(Collected data entries)

◇ ◇ ◇ ◇ ◇

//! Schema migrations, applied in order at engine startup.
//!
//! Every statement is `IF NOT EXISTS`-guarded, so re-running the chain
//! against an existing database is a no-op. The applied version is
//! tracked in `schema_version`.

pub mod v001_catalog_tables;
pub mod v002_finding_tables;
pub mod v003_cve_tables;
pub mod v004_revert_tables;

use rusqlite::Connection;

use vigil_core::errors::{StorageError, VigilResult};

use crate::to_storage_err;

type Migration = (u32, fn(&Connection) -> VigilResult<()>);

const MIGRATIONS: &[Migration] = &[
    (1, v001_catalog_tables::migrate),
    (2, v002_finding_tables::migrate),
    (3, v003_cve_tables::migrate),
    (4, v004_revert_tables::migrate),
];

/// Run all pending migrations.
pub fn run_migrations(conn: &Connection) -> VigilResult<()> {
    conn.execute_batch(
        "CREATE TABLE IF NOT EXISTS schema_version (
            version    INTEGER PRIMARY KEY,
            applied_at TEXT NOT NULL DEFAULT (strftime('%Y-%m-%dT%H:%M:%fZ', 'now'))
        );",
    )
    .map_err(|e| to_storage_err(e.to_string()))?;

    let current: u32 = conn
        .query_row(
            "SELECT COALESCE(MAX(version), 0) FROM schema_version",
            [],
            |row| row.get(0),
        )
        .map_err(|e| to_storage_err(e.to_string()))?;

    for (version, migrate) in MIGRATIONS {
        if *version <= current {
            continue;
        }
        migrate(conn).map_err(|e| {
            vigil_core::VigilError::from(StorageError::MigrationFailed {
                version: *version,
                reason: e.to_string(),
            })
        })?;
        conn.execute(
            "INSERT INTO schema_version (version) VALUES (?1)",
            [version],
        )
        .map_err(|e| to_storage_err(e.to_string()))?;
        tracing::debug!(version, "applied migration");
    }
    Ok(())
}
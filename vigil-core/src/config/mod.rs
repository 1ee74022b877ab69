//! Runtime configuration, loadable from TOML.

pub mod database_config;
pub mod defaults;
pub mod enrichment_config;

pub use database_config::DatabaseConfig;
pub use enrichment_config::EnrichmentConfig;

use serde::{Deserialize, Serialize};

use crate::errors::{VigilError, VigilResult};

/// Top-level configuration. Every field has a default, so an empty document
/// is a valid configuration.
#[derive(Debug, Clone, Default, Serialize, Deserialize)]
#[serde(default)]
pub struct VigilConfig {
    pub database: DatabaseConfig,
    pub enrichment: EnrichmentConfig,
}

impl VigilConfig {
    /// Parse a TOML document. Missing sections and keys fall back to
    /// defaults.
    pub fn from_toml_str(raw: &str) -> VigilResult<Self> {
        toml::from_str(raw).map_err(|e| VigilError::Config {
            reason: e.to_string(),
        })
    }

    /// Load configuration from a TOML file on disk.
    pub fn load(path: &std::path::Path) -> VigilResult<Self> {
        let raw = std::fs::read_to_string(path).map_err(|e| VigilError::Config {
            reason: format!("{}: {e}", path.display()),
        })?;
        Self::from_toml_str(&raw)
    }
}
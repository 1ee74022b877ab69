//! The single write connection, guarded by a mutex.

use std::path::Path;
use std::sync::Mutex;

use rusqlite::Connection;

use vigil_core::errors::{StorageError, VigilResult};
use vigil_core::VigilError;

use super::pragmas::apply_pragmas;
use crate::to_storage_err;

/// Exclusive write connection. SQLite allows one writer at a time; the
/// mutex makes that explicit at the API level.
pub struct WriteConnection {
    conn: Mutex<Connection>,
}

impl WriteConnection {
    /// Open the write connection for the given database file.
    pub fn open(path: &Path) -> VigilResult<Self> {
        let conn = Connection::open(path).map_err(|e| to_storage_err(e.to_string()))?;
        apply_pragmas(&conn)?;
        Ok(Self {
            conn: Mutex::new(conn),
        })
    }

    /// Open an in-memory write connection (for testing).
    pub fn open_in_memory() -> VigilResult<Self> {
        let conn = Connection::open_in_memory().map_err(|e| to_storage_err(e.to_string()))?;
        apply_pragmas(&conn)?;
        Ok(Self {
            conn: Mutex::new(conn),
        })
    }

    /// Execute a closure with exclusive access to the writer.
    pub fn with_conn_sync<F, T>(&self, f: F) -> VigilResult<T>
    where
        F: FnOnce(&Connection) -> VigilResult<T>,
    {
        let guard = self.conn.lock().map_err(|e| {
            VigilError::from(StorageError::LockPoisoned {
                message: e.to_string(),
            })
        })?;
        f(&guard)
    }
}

◇ ◇ ◇ ◇ ◇

-- Exercise description --
Checking each line of the data, count the ones containing "writer", and give only that count.

-- Response box --
2